Protists have been around for 2.1 billion years – definitely long enough to plot the apocalypse for all other plant and animal species on earth. They evolved from prokaryotes enfolding the plasma membrane of another prokaryote – effectively enslaving it to the whims of the new, mightier protist. A similar method is suggested to be the cause of mitochondria and chloroplasts – a prokaryote takes in an ATP-producing and/or a photosynthesis-doing neighbor, so that it can steal that energy for it’s own use. Because they must do all metabolic processes in a single cell, they are the most elaborate of all cells. A single protist cell is as complete as is an entire human being – or an entire blue whale, the largest creature on earth. So is it possible that they are complex enough to be intelligent?

There are three kinds of protists: Protozoa, which ingest food; absorptive protists; and photosynthetic protists, algae. Some protists are even more cunning than expected – they are able to do both photosynthesis and ingest food from their surrounding environments. Beware of these protists – they may be craftier than we might expect!

Pay close attention especially to the protists on the FBI’s most wanted list. The most wanted protist is the paramecium, which moves around by means of cilia, or tiny hair-like things on the outside of the cell, and which feeds mainly on bacteria. It also has a vicious and strategic method of ingesting said bacteria; it has an oval groove on its side, which is lined with cilia, which draw food into the cell to be engulfed by phagocytosis. It has a system in which it ingests food, digests it, and passes the waste out a hole on its side. It also has a contracting vacuole, which continuously fills with water, which enters from the hypotonic surrounding solution by osmosis that periodically expels it through the cell membrane by contractions of the surrounding cytoplasm.

The amoeba is the next most wanted protist. It is a rhizopod, which means that pseudopodia bulges from virtually anywhere on the cell surface and the interior cytoplasm of the cell moves with it. It uses this method to sneakily catch it’s prey unawares, so it can cruelly engage in phagocytosis. Some amoebas are known to live inside a protective protein shell. Amoebas are everywhere – in both freshwater and marine environments, as well as soil. The evilest of all Amoebas is Antamoeba histolytica, which causes amoebic dysentery in humans. This amoeba is wanted especially for biological warfare.

Eulegena, the next most wanted protist, is easily identifiable by an anterior pocket from which one or two flagella emerge. It has an eyespot that can sense light of preferable intensity, so that it can move towards only it’s specific target. It does photosynthesis as well as consumption of food, so it can really survive in any environment. Be forewarned – this protist is not to be trifled with! It is extremely focused and is not easily deterred.

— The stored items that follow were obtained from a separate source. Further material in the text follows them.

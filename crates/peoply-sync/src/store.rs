//! The event store: `known`/`lastUpdated` in-memory maps backed by a `redb`
//! table, plus the watermark checkpoint.

use std::collections::HashMap;
use std::path::{Path, PathBuf};

use snafu::{Location, ResultExt, Snafu};
use tracing::{debug, info};

use crate::clock::Instant;
use crate::model::EventRecord;
use crate::tables::{events, last_updated, watermark};

const LOG_TARGET: &str = "sync::store";

#[derive(Debug, Snafu)]
pub enum StoreError {
    #[snafu(display("failed to create data directory for {}: {source}", path.display()))]
    CreateDir {
        source: std::io::Error,
        path: PathBuf,
        #[snafu(implicit)]
        location: Location,
    },
    #[snafu(display("failed to open database at {}: {source}", path.display()))]
    Open {
        source: redb::DatabaseError,
        path: PathBuf,
        #[snafu(implicit)]
        location: Location,
    },
    #[snafu(transparent)]
    Table {
        source: redb::TableError,
        #[snafu(implicit)]
        location: Location,
    },
    #[snafu(transparent)]
    Storage {
        source: redb::StorageError,
        #[snafu(implicit)]
        location: Location,
    },
    Transaction {
        #[snafu(source(from(redb::TransactionError, Box::new)))]
        source: Box<redb::TransactionError>,
        #[snafu(implicit)]
        location: Location,
    },
    Commit {
        source: redb::CommitError,
        #[snafu(implicit)]
        location: Location,
    },
    #[snafu(display("stored timestamp for {id} could not be parsed: {source}"))]
    StoredTimestamp {
        id: String,
        source: crate::clock::ClockError,
    },
}

pub type StoreResult<T> = std::result::Result<T, StoreError>;

/// The durable, transactional backing for the reconciler's two logical
/// mappings. Owned exclusively by the engine; never shared outside a
/// `Reconciler`/`Scheduler` pair.
pub struct EventStore {
    db: redb_bincode::Database,
}

impl EventStore {
    /// Opens (creating if absent) the `events`/`last_updated`/`watermark`
    /// tables at `path`.
    pub async fn open(path: impl AsRef<Path>) -> StoreResult<Self> {
        let path = path.as_ref().to_path_buf();
        if let Some(parent) = path.parent() {
            tokio::fs::create_dir_all(parent)
                .await
                .context(CreateDirSnafu { path: path.clone() })?;
        }
        let raw = {
            let open_path = path.clone();
            tokio::task::spawn_blocking(move || redb::Database::create(&open_path))
                .await
                .expect("spawn_blocking does not panic")
                .context(OpenSnafu { path: path.clone() })?
        };
        let db = redb_bincode::Database::from(raw);

        Self::write_with_inner(&db, |tx| {
            tx.open_table(&events::TABLE)?;
            tx.open_table(&last_updated::TABLE)?;
            tx.open_table(&watermark::TABLE)?;
            Ok(())
        })
        .await?;

        Ok(Self { db })
    }

    #[cfg(test)]
    pub async fn open_in_memory() -> StoreResult<Self> {
        let raw = redb::Database::builder()
            .create_with_backend(redb::backends::InMemoryBackend::new())
            .map_err(|source| StoreError::Open {
                source,
                path: PathBuf::from(":memory:"),
                location: snafu::location!(),
            })?;
        let db = redb_bincode::Database::from(raw);
        Self::write_with_inner(&db, |tx| {
            tx.open_table(&events::TABLE)?;
            tx.open_table(&last_updated::TABLE)?;
            tx.open_table(&watermark::TABLE)?;
            Ok(())
        })
        .await?;
        Ok(Self { db })
    }

    async fn write_with_inner<T>(
        db: &redb_bincode::Database,
        f: impl FnOnce(&redb_bincode::WriteTransaction) -> StoreResult<T>,
    ) -> StoreResult<T> {
        tokio::task::block_in_place(|| {
            let tx = db.begin_write().context(TransactionSnafu)?;
            let result = f(&tx)?;
            tx.commit().context(CommitSnafu)?;
            Ok(result)
        })
    }

    async fn write_with<T>(
        &self,
        f: impl FnOnce(&redb_bincode::WriteTransaction) -> StoreResult<T>,
    ) -> StoreResult<T> {
        Self::write_with_inner(&self.db, f).await
    }

    async fn read_with<T>(
        &self,
        f: impl FnOnce(&redb_bincode::ReadTransaction) -> StoreResult<T>,
    ) -> StoreResult<T> {
        tokio::task::block_in_place(|| {
            let tx = self.db.begin_read().context(TransactionSnafu)?;
            f(&tx)
        })
    }

    /// Loads the durable `events`/`last_updated` tables into in-memory maps
    /// and the watermark, then runs an immediate expiration sweep.
    pub async fn recall(
        &self,
        now: Instant,
    ) -> StoreResult<(HashMap<String, EventRecord>, HashMap<String, Instant>, Instant)> {
        let (known, stored_last_updated, wm) = self
            .read_with(|tx| {
                let events_table = tx.open_table(&events::TABLE)?;
                let mut known = HashMap::new();
                for row in events_table.range::<String>(..)? {
                    let (key, value) = row?;
                    known.insert(key.value(), value.value());
                }

                let last_updated_table = tx.open_table(&last_updated::TABLE)?;
                let mut stored_last_updated = HashMap::new();
                for row in last_updated_table.range::<String>(..)? {
                    let (key, value) = row?;
                    stored_last_updated.insert(key.value(), value.value());
                }

                let watermark_table = tx.open_table(&watermark::TABLE)?;
                let wm = watermark_table.get(&())?.map(|v| v.value());

                Ok((known, stored_last_updated, wm))
            })
            .await?;

        let mut last_updated_map = HashMap::with_capacity(stored_last_updated.len());
        for (id, raw) in stored_last_updated {
            let instant = Instant::parse(&raw).context(StoredTimestampSnafu { id: id.clone() })?;
            last_updated_map.insert(id, instant);
        }

        let watermark = match wm {
            Some(raw) => Instant::parse(&raw).unwrap_or(crate::clock::SENTINEL),
            None => crate::clock::SENTINEL,
        };

        info!(
            target: LOG_TARGET,
            known = known.len(),
            watermark = %watermark.format(),
            "recalled store from disk"
        );

        let mut known = known;
        let mut last_updated_map = last_updated_map;
        let expired: Vec<String> = known
            .iter()
            .filter(|(_, record)| {
                let start_at = record.start_at_instant().unwrap_or(crate::clock::SENTINEL);
                !matches!(crate::clock::compare(now, start_at), crate::clock::Relation::Future)
            })
            .map(|(id, _)| id.clone())
            .collect();

        for id in &expired {
            known.remove(id);
            last_updated_map.remove(id);
        }
        if !expired.is_empty() {
            info!(target: LOG_TARGET, count = expired.len(), "recall swept expired events");
            self.write_with(move |tx| {
                let mut events_table = tx.open_table(&events::TABLE)?;
                let mut last_updated_table = tx.open_table(&last_updated::TABLE)?;
                for id in &expired {
                    events_table.remove(id)?;
                    last_updated_table.remove(id)?;
                }
                Ok(())
            })
            .await?;
        }

        Ok((known, last_updated_map, watermark))
    }

    /// Commits every durable mutation a tick produces — sweep removals,
    /// per-event upserts, and the watermark advance — in a single write
    /// transaction, so a tick touching N events issues exactly one commit
    /// rather than up to N+1. `watermark` is `None` when the tick's fetch
    /// failed and the watermark must stay unchanged.
    pub async fn commit_tick(
        &self,
        removed: &[String],
        upserts: &[(EventRecord, Instant)],
        watermark: Option<Instant>,
    ) -> StoreResult<()> {
        if removed.is_empty() && upserts.is_empty() && watermark.is_none() {
            return Ok(());
        }
        let removed = removed.to_vec();
        let upserts = upserts.to_vec();
        let watermark_str = watermark.map(Instant::format);
        let removed_count = removed.len();
        let upserted_count = upserts.len();
        self.write_with(move |tx| {
            let mut events_table = tx.open_table(&events::TABLE)?;
            let mut last_updated_table = tx.open_table(&last_updated::TABLE)?;
            for id in &removed {
                events_table.remove(id)?;
                last_updated_table.remove(id)?;
            }
            for (record, updated_at) in &upserts {
                events_table.insert(&record.id, record)?;
                last_updated_table.insert(&record.id, &updated_at.format())?;
            }
            if let Some(raw) = &watermark_str {
                let mut watermark_table = tx.open_table(&watermark::TABLE)?;
                watermark_table.insert(&(), raw)?;
            }
            Ok(())
        })
        .await?;
        debug!(
            target: LOG_TARGET,
            removed = removed_count,
            upserted = upserted_count,
            watermark_advanced = watermark_str.is_some(),
            "committed tick batch"
        );
        Ok(())
    }

    /// Writes the row and the last-observed `updatedAt` in one commit. Used
    /// directly by tests; `Reconciler::tick` goes through [`Self::commit_tick`]
    /// instead so a tick's writes land in one transaction.
    pub async fn upsert(&self, record: &EventRecord, updated_at: Instant) -> StoreResult<()> {
        let record = record.clone();
        let updated_at_str = updated_at.format();
        let id = record.id.clone();
        self.write_with(move |tx| {
            let mut events_table = tx.open_table(&events::TABLE)?;
            events_table.insert(&id, &record)?;
            let mut last_updated_table = tx.open_table(&last_updated::TABLE)?;
            last_updated_table.insert(&id, &updated_at_str)?;
            Ok(())
        })
        .await?;
        debug!(target: LOG_TARGET, %id, "upserted event");
        Ok(())
    }

    /// Deletes the row and both logical entries. Used directly by tests;
    /// `Reconciler::tick` goes through [`Self::commit_tick`] instead.
    pub async fn remove(&self, id: &str) -> StoreResult<()> {
        let id = id.to_string();
        self.write_with(move |tx| {
            let mut events_table = tx.open_table(&events::TABLE)?;
            events_table.remove(&id)?;
            let mut last_updated_table = tx.open_table(&last_updated::TABLE)?;
            last_updated_table.remove(&id)?;
            Ok(())
        })
        .await?;
        debug!(target: LOG_TARGET, %id, "removed expired event");
        Ok(())
    }

    /// Persists the watermark advanced at the end of a successful tick.
    pub async fn store_watermark(&self, watermark: Instant) -> StoreResult<()> {
        let raw = watermark.format();
        self.write_with(move |tx| {
            let mut table = tx.open_table(&watermark::TABLE)?;
            table.insert(&(), &raw)?;
            Ok(())
        })
        .await
    }

    /// Current row count, for diagnostics only.
    pub async fn snapshot(&self) -> StoreResult<usize> {
        self.read_with(|tx| {
            let events_table = tx.open_table(&events::TABLE)?;
            Ok(events_table.range::<String>(..)?.count())
        })
        .await
    }
}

A more commonly feared protist is plasmodium, the sporzoan parasite that causes malaria. It is reported to be extremely evasive – it can continuously change it’s surface proteins so that it’s not easily identifiable, and it tends to hide from the host’s immune system – in the human liver and blood cells. This protist is responsible for enlisting the help of our planet’s mosquitoes in the protists’ plan to take over the world, as the mosquitoes pass this parasite from host to host.

There is a large group of protists which are generally not to be trusted. While algae may appear nice and sweet when it politely declines your offers of food, it actually is psychically gathering information about you so that you can be more easily brainwashed. This is a theory suggested by me when I discovered that the entire group of algae is photosynthetic, so that they don’t need to rely on food sources aside from light.

A major note of caution: Protists are everywhere! They are in the water! Humans are 80% water! They have rigged evolution so they can TAKE US OVER! An army of organisms that can fit entire colonies on the head of a pin will do us in! THERE IS NO ESCAPE! Take your malaria pills! Boil your water! BOIL YOURSELF! It is the only escape!